I noticed right away that Ryan was more flexible that usual. He allowed Riley to play, but more importantly, he allowed her to jump in and out of the rotation whenever she pleased. Normally, such an alteration would cause him to start the entire game over each time she joined or dropped out.
When another boy at the pool asked to join after watching Ryan play for a while, Ryan enthusiastically welcomed him, and this became his vacation friend. E. would join our games several times over the course of the week, and even sought Ryan out at the pool and the beach.
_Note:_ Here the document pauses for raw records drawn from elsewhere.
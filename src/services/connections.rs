use bytes::Bytes;
use chrono::{DateTime, Utc};
use log::{debug, error, info, warn};
use std::collections::HashMap;
use std::fmt;
use std::sync::atomic::{AtomicU64, Ordering};
use std::sync::Arc;
use tokio::io::{AsyncReadExt, AsyncWrite, AsyncWriteExt};
use tokio::net::tcp::OwnedReadHalf;
use tokio::net::TcpListener;
use tokio::sync::{Mutex, OwnedSemaphorePermit, RwLock, Semaphore};
use tokio::task::AbortHandle;
use tokio::time::{sleep, timeout, Duration};

use super::shutdown::Shutdown;
use crate::utils::error::SimulationError;

type ClientWriter = Box<dyn AsyncWrite + Send + Unpin>;

#[derive(Debug, Clone, Copy, PartialEq, Eq, Hash, PartialOrd, Ord)]
pub struct ClientId(pub u64);

impl fmt::Display for ClientId {
    fn fmt(&self, f: &mut fmt::Formatter<'_>) -> fmt::Result {
        write!(f, "#{}", self.0)
    }
}

#[derive(Debug, Clone)]
pub struct ClientInfo {
    pub id: ClientId,
    pub peer: String,
    pub connected_at: DateTime<Utc>,
    pub messages_sent: u64,
    pub bytes_sent: u64,
    pub last_write_error: Option<String>,
}

/// A connected streaming client. Dropping it frees its slot.
struct ClientConnection {
    info: ClientInfo,
    writer: Arc<Mutex<ClientWriter>>,
    liveness: Option<AbortHandle>,
    _slot: OwnedSemaphorePermit,
}

/// Snapshot entry handed to broadcasters.
#[derive(Clone)]
pub struct ClientHandle {
    pub id: ClientId,
    pub peer: String,
    writer: Arc<Mutex<ClientWriter>>,
}

impl fmt::Debug for ClientHandle {
    fn fmt(&self, f: &mut fmt::Formatter<'_>) -> fmt::Result {
        f.debug_struct("ClientHandle")
            .field("id", &self.id)
            .field("peer", &self.peer)
            .finish()
    }
}

struct Inner {
    clients: RwLock<HashMap<ClientId, ClientConnection>>,
    slots: Arc<Semaphore>,
    max_clients: usize,
    next_id: AtomicU64,
    write_timeout: Duration,
}

/// Bounded set of streaming telegram clients.
///
/// A slot is reserved before `accept` is called, so connection attempts
/// beyond `max_clients` wait in the listen backlog until a client leaves.
#[derive(Clone)]
pub struct ConnectionManager {
    inner: Arc<Inner>,
}

impl ConnectionManager {
    pub fn new(max_clients: usize, write_timeout: Duration) -> Self {
        Self {
            inner: Arc::new(Inner {
                clients: RwLock::new(HashMap::new()),
                slots: Arc::new(Semaphore::new(max_clients)),
                max_clients,
                next_id: AtomicU64::new(1),
                write_timeout,
            }),
        }
    }

    pub async fn bind(address: &str) -> Result<TcpListener, SimulationError> {
        TcpListener::bind(address).await.map_err(|e| SimulationError::BindError {
            address: address.to_string(),
            source: e,
        })
    }

    pub fn max_clients(&self) -> usize {
        self.inner.max_clients
    }

    /// Accepts clients until `shutdown` fires. The listener is dropped on return.
    pub async fn run_accept_loop(&self, listener: TcpListener, mut shutdown: Shutdown) {
        let local = listener
            .local_addr()
            .map(|a| a.to_string())
            .unwrap_or_else(|_| "<unknown>".to_string());
        info!("📡 Telegram server listening on {} (max {} clients)", local, self.inner.max_clients);

        while !shutdown.is_triggered() {
            let slot = tokio::select! {
                _ = shutdown.triggered() => break,
                slot = self.inner.slots.clone().acquire_owned() => match slot {
                    Ok(slot) => slot,
                    Err(_) => break,
                },
            };

            let (stream, peer) = tokio::select! {
                _ = shutdown.triggered() => break,
                accepted = listener.accept() => match accepted {
                    Ok(pair) => pair,
                    Err(e) => {
                        error!("Failed to accept telegram client: {}", e);
                        sleep(Duration::from_millis(100)).await;
                        continue;
                    }
                },
            };

            if let Err(e) = stream.set_nodelay(true) {
                debug!("Could not disable Nagle for {}: {}", peer, e);
            }
            let (reader, writer) = stream.into_split();
            self.admit(slot, peer.to_string(), Box::new(writer), Some((reader, shutdown.clone())))
                .await;
        }

        info!("🛑 Telegram accept loop on {} stopped", local);
    }

    /// Registers an already-connected transport if a slot is free.
    pub async fn attach<W>(&self, peer: impl Into<String>, writer: W) -> Option<ClientId>
    where
        W: AsyncWrite + Send + Unpin + 'static,
    {
        let slot = self.inner.slots.clone().try_acquire_owned().ok()?;
        Some(self.admit(slot, peer.into(), Box::new(writer), None).await)
    }

    async fn admit(
        &self,
        slot: OwnedSemaphorePermit,
        peer: String,
        writer: ClientWriter,
        liveness: Option<(OwnedReadHalf, Shutdown)>,
    ) -> ClientId {
        let id = ClientId(self.inner.next_id.fetch_add(1, Ordering::Relaxed));
        let info = ClientInfo {
            id,
            peer: peer.clone(),
            connected_at: Utc::now(),
            messages_sent: 0,
            bytes_sent: 0,
            last_write_error: None,
        };

        let mut clients = self.inner.clients.write().await;
        let liveness = liveness.map(|(reader, shutdown)| {
            let manager = self.clone();
            tokio::spawn(async move { manager.watch_liveness(id, reader, shutdown).await }).abort_handle()
        });
        clients.insert(
            id,
            ClientConnection {
                info,
                writer: Arc::new(Mutex::new(writer)),
                liveness,
                _slot: slot,
            },
        );
        info!("✅ Telegram client {} connected from {} ({}/{})", id, peer, clients.len(), self.inner.max_clients);
        id
    }

    /// Incoming bytes are discarded; the read side only detects disconnects.
    async fn watch_liveness(&self, id: ClientId, mut reader: OwnedReadHalf, mut shutdown: Shutdown) {
        let mut buf = [0u8; 256];
        loop {
            tokio::select! {
                _ = shutdown.triggered() => return,
                read = reader.read(&mut buf) => match read {
                    Ok(0) => {
                        info!("🔌 Telegram client {} disconnected", id);
                        break;
                    }
                    Ok(n) => debug!("📥 Ignoring {} bytes from telegram client {}", n, id),
                    Err(e) => {
                        warn!("❌ Telegram client {} read error: {}", id, e);
                        break;
                    }
                },
            }
        }
        self.evict(id, None).await;
    }

    /// Removes a client. Removing an unknown or already removed id is a no-op.
    pub async fn remove(&self, id: ClientId) -> bool {
        self.evict(id, None).await.is_some()
    }

    async fn evict(&self, id: ClientId, reason: Option<String>) -> Option<ClientInfo> {
        let removed = self.inner.clients.write().await.remove(&id);
        let connection = removed?;

        let mut info = connection.info.clone();
        info.last_write_error = reason;
        match &info.last_write_error {
            Some(reason) => warn!("🔌 Removed telegram client {} ({}): {}", id, info.peer, reason),
            None => info!("🔌 Removed telegram client {} ({})", id, info.peer),
        }
        if let Some(liveness) = &connection.liveness {
            liveness.abort();
        }
        Some(info)
    }

    /// Copy of the live client set; later accepts and removals do not affect it.
    pub async fn broadcast_targets(&self) -> Vec<ClientHandle> {
        let clients = self.inner.clients.read().await;
        let mut targets: Vec<ClientHandle> = clients
            .values()
            .map(|c| ClientHandle {
                id: c.info.id,
                peer: c.info.peer.clone(),
                writer: c.writer.clone(),
            })
            .collect();
        targets.sort_by_key(|t| t.id);
        targets
    }

    /// Writes one frame to one client. Any failure closes the client.
    pub async fn send(&self, target: &ClientHandle, frame: Bytes) -> Result<(), SimulationError> {
        let write = async {
            let mut writer = target.writer.lock().await;
            writer.write_all(&frame).await?;
            writer.flush().await
        };

        let error = match timeout(self.inner.write_timeout, write).await {
            Ok(Ok(())) => {
                self.record_delivery(target.id, frame.len()).await;
                return Ok(());
            }
            Ok(Err(e)) => SimulationError::CommunicationError(format!("write to {} failed: {}", target.peer, e)),
            Err(_) => SimulationError::Timeout,
        };

        self.evict(target.id, Some(error.to_string())).await;
        Err(error)
    }

    async fn record_delivery(&self, id: ClientId, bytes: usize) {
        if let Some(connection) = self.inner.clients.write().await.get_mut(&id) {
            connection.info.messages_sent += 1;
            connection.info.bytes_sent += bytes as u64;
        }
    }

    pub async fn client_count(&self) -> usize {
        self.inner.clients.read().await.len()
    }

    pub async fn client_stats(&self) -> Vec<ClientInfo> {
        let mut stats: Vec<ClientInfo> = self
            .inner
            .clients
            .read()
            .await
            .values()
            .map(|c| c.info.clone())
            .collect();
        stats.sort_by_key(|info| info.id);
        stats
    }

    /// Closes every client, flushing each within the write timeout.
    pub async fn close_all(&self) {
        let drained: Vec<ClientConnection> = self.inner.clients.write().await.drain().map(|(_, c)| c).collect();

        for connection in drained {
            if let Some(liveness) = &connection.liveness {
                liveness.abort();
            }
            let close = async { connection.writer.lock().await.shutdown().await };
            match timeout(self.inner.write_timeout, close).await {
                Ok(Ok(())) => debug!("Closed telegram client {}", connection.info.id),
                Ok(Err(e)) => warn!("Failed to close telegram client {}: {}", connection.info.id, e),
                Err(_) => warn!("Timeout closing telegram client {}", connection.info.id),
            }
        }
    }
}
We caught up with E. one more time on his last day at the condo, and when Ryan asked if he wanted to play Fetch and Catch, he said yes enthusiastically. There was just one problem — it was late-afternoon and E. was running short on time. Ryan was planning for a full “regular season” and playoffs. E. asked if they could play a shorter version.
I studied Ryan’s face as he contemplated an answer. He pondered it for a moment, while I thought back to him proclaiming flexibility and hoped he would do so again. To my delight, he agreed to a shortened version, and then surprised me again by allowing E.’s sister to join us. She was several years younger. Ryan is not the biggest fan of girls at this stage of his life, but clearly he wanted E.’s companionship enough to make an exception.
When E.’s sister failed to make a catch on her first several turns, I discretely called Ryan over to remind him not to say anything negative about her performance. I feared him blurting out “you suck!” and driving both E. and his sister from the game.
He looked at me like I had two heads. Of COURSE he wouldn’t say anything negative. That would be RUDE!
I just shook my head and continued to throw the ball, satisfied with this year’s game/routine — more flexible than last year’s. I do believe that is called “progress,” and I’ll take it, every. single. time.